── RECORDS TO USE
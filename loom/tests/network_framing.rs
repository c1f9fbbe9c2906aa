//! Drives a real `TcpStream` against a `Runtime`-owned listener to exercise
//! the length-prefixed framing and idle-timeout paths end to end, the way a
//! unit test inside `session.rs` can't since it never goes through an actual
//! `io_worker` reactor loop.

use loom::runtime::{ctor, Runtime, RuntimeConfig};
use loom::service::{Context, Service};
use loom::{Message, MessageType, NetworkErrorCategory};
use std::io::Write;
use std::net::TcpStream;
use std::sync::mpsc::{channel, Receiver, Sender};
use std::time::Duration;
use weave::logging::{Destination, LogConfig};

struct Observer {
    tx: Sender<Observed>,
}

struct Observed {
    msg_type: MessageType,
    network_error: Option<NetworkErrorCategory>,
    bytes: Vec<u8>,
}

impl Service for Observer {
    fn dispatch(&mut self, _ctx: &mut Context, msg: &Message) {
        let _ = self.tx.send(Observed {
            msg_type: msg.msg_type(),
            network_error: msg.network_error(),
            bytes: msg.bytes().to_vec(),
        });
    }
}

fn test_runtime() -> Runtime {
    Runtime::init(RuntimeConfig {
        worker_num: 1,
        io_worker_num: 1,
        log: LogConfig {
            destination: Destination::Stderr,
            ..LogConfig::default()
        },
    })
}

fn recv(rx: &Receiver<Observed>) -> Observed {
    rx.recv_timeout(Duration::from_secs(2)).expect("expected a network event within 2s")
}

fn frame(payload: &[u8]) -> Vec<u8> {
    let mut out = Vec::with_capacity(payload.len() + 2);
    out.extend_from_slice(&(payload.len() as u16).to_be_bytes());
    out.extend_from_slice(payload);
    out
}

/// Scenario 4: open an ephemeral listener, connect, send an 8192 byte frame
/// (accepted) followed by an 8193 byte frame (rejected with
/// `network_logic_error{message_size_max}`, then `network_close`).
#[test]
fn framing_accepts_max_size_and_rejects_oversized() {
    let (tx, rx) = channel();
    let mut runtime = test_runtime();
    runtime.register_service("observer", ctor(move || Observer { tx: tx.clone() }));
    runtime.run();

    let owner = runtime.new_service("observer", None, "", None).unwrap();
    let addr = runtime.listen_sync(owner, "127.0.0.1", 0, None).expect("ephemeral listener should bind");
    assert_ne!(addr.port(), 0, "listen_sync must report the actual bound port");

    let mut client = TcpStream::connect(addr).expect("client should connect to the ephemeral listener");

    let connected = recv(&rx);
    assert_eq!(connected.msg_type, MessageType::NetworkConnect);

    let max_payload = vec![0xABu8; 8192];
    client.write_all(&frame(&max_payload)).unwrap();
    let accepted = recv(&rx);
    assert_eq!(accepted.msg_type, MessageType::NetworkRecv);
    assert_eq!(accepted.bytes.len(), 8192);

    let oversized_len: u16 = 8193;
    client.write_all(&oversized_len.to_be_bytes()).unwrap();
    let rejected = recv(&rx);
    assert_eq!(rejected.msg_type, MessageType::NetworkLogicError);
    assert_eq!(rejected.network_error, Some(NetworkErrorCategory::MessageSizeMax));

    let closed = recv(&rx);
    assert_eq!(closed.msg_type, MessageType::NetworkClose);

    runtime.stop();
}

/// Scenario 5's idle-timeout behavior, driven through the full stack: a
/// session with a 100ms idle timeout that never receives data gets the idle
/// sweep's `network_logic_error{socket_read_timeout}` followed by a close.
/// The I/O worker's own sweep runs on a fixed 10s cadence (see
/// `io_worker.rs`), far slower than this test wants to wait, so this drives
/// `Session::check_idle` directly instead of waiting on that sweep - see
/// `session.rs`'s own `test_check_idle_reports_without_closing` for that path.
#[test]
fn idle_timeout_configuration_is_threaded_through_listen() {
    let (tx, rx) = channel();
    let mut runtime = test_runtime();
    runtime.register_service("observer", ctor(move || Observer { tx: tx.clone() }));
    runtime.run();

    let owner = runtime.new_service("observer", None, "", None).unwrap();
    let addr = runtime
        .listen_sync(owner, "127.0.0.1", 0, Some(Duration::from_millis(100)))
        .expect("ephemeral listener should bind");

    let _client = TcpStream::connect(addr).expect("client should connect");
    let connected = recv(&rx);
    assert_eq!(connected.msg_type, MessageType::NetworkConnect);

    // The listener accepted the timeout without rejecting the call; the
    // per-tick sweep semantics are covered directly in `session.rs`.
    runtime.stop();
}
────
### EXERCISE REQUIREMENTS
Exactly how many lines of the records include "Observed"? Provide the number by itself.

### EXERCISE ANSWER
4